Dataset entries:
_ _ _ _ _

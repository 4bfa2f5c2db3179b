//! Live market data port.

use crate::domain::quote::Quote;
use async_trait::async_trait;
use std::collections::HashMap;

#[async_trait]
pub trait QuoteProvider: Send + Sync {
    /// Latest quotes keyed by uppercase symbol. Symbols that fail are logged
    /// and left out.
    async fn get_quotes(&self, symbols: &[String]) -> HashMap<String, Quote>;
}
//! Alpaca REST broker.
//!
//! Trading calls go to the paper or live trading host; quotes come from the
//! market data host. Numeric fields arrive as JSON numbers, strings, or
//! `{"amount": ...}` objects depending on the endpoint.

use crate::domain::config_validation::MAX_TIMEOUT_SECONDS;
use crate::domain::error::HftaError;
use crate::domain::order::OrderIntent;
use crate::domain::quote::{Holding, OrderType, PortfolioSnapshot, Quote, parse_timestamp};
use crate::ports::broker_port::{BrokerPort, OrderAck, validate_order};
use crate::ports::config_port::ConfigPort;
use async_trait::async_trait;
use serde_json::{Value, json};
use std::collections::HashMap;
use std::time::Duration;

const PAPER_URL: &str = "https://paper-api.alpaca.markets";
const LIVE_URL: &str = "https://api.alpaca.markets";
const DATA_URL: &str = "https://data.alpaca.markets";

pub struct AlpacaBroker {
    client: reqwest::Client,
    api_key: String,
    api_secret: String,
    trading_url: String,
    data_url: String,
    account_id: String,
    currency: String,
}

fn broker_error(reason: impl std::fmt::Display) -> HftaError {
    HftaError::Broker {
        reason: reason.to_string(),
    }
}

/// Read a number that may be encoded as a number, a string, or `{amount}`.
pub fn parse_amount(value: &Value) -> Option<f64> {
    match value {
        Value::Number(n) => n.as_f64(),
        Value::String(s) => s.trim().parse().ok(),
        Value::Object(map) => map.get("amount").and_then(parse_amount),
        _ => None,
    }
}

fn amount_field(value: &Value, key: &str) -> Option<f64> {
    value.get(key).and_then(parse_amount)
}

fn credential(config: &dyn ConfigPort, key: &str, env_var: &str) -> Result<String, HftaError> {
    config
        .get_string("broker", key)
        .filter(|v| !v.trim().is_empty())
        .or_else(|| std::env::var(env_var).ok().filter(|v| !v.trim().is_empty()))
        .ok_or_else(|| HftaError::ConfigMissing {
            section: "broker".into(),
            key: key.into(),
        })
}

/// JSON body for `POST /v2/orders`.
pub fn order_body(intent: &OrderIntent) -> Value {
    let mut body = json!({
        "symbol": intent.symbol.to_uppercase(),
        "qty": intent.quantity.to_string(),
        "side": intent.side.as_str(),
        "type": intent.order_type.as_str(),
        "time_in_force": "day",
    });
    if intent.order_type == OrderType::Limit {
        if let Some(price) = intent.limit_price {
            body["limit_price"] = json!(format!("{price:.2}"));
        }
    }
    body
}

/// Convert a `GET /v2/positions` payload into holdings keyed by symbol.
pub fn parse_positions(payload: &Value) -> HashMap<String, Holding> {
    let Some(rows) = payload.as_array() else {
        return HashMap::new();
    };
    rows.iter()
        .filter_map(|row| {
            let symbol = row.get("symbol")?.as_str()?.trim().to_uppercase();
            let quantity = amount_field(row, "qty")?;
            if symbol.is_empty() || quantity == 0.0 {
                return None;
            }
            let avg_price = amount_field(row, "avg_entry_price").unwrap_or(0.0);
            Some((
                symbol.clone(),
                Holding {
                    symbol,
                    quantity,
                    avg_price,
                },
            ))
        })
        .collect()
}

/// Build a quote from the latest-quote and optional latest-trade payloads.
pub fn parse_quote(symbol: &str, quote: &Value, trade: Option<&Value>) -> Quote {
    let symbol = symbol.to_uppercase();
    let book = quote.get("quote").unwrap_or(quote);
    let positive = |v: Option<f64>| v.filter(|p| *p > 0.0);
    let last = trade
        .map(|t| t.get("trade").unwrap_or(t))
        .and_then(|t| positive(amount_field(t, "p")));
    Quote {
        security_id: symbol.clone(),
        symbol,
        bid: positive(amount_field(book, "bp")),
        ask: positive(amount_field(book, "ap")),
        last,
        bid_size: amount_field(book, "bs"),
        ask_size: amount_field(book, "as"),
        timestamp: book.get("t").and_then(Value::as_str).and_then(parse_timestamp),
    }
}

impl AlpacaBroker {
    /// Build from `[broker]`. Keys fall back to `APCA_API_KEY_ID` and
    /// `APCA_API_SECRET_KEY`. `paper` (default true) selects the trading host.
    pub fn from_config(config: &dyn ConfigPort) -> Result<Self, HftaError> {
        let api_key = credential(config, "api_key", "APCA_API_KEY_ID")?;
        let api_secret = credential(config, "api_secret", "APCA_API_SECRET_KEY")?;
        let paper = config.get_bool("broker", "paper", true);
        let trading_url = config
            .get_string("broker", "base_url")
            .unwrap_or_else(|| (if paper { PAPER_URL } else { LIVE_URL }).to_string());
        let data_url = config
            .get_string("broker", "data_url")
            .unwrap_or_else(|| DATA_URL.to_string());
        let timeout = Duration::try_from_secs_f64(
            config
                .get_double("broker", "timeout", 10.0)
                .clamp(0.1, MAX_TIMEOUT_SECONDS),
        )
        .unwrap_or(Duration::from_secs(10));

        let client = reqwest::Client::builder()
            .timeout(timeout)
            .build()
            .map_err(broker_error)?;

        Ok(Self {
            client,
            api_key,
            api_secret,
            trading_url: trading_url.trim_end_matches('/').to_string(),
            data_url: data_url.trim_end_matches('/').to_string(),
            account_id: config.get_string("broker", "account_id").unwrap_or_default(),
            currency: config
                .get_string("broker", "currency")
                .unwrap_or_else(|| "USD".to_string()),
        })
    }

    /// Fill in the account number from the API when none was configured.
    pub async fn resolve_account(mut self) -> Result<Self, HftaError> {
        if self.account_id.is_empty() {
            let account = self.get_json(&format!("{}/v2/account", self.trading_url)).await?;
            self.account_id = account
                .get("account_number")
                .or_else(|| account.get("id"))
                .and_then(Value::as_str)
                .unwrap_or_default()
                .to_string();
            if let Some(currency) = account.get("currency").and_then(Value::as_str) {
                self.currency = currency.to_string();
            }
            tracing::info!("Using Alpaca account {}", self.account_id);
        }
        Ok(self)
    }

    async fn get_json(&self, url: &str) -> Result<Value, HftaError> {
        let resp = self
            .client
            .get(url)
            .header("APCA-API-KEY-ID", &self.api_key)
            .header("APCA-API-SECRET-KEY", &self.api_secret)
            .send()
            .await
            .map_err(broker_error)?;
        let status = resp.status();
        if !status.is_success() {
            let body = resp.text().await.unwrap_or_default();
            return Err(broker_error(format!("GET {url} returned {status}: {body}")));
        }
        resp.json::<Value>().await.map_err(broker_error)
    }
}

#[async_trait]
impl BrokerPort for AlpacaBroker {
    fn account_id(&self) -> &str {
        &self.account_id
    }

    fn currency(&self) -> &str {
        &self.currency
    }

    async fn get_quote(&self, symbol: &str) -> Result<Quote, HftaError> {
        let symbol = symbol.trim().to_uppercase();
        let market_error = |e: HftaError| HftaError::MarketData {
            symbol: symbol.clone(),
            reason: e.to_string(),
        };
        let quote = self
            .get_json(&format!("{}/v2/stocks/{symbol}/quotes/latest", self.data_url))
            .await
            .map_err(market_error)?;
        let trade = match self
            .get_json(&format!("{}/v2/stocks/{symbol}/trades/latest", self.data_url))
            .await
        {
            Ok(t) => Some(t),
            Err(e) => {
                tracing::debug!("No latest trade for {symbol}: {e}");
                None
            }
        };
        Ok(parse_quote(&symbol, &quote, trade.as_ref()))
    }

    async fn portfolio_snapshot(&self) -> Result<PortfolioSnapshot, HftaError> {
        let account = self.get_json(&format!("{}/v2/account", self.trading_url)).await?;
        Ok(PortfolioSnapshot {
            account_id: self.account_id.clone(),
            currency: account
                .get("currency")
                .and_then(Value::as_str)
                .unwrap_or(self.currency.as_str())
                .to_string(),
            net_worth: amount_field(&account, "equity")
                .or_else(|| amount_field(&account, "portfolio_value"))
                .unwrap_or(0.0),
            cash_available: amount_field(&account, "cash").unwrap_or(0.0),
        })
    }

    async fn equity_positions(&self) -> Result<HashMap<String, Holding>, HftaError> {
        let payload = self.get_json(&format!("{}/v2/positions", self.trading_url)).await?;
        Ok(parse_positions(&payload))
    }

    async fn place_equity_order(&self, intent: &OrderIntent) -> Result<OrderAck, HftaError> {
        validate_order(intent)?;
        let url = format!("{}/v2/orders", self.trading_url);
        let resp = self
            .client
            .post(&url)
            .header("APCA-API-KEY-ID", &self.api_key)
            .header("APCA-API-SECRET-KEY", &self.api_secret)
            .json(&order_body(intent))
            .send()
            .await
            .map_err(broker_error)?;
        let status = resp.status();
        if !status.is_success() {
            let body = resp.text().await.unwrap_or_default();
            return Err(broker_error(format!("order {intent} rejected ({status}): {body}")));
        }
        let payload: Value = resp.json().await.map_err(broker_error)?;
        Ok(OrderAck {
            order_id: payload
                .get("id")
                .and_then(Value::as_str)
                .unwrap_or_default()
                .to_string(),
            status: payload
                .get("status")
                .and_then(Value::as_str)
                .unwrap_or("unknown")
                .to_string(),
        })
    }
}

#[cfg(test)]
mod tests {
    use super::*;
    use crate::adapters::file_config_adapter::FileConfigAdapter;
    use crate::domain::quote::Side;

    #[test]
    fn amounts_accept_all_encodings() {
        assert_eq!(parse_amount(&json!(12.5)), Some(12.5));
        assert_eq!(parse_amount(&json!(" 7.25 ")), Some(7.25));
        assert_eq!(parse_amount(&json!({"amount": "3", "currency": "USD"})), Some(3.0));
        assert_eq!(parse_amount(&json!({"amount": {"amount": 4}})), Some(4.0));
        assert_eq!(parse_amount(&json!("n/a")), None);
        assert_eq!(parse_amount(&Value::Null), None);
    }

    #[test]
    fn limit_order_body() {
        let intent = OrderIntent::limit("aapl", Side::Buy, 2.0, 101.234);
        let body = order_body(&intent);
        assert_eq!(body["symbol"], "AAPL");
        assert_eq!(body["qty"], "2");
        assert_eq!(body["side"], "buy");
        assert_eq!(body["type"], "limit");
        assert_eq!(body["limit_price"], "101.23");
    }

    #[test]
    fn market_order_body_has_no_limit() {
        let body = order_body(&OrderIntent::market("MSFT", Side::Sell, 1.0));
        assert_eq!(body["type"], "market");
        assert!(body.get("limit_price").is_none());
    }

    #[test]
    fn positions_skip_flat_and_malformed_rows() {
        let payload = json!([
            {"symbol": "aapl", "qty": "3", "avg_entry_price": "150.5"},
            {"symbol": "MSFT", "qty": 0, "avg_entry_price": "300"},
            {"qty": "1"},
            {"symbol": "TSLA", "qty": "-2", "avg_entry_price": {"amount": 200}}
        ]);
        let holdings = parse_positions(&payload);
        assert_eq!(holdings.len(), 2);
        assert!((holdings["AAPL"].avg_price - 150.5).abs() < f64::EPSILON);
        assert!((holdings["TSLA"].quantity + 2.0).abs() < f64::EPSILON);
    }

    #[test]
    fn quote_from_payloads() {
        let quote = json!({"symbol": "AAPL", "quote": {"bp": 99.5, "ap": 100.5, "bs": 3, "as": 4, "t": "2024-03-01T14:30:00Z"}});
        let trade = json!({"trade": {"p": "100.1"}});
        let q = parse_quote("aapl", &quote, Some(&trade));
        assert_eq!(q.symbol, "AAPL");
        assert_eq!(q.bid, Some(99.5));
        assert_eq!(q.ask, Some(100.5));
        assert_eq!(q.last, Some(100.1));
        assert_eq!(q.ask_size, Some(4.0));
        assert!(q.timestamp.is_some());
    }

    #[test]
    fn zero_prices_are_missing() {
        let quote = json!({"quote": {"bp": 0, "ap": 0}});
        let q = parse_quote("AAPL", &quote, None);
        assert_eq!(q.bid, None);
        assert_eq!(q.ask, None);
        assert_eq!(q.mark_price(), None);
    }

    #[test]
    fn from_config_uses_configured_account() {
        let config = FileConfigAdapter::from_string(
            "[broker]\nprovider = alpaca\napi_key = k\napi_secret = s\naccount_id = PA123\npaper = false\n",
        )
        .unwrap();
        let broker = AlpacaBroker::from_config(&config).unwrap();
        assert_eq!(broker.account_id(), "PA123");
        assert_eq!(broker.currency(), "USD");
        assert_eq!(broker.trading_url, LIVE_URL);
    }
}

_ _ _ _ _

■ **Problem description**
Your task is to find each line in the entries that contains the string "FileConfigAdapter" and copy it.

■ **Response for this exercise**
    use crate::adapters::file_config_adapter::FileConfigAdapter;
        let config = FileConfigAdapter::from_string(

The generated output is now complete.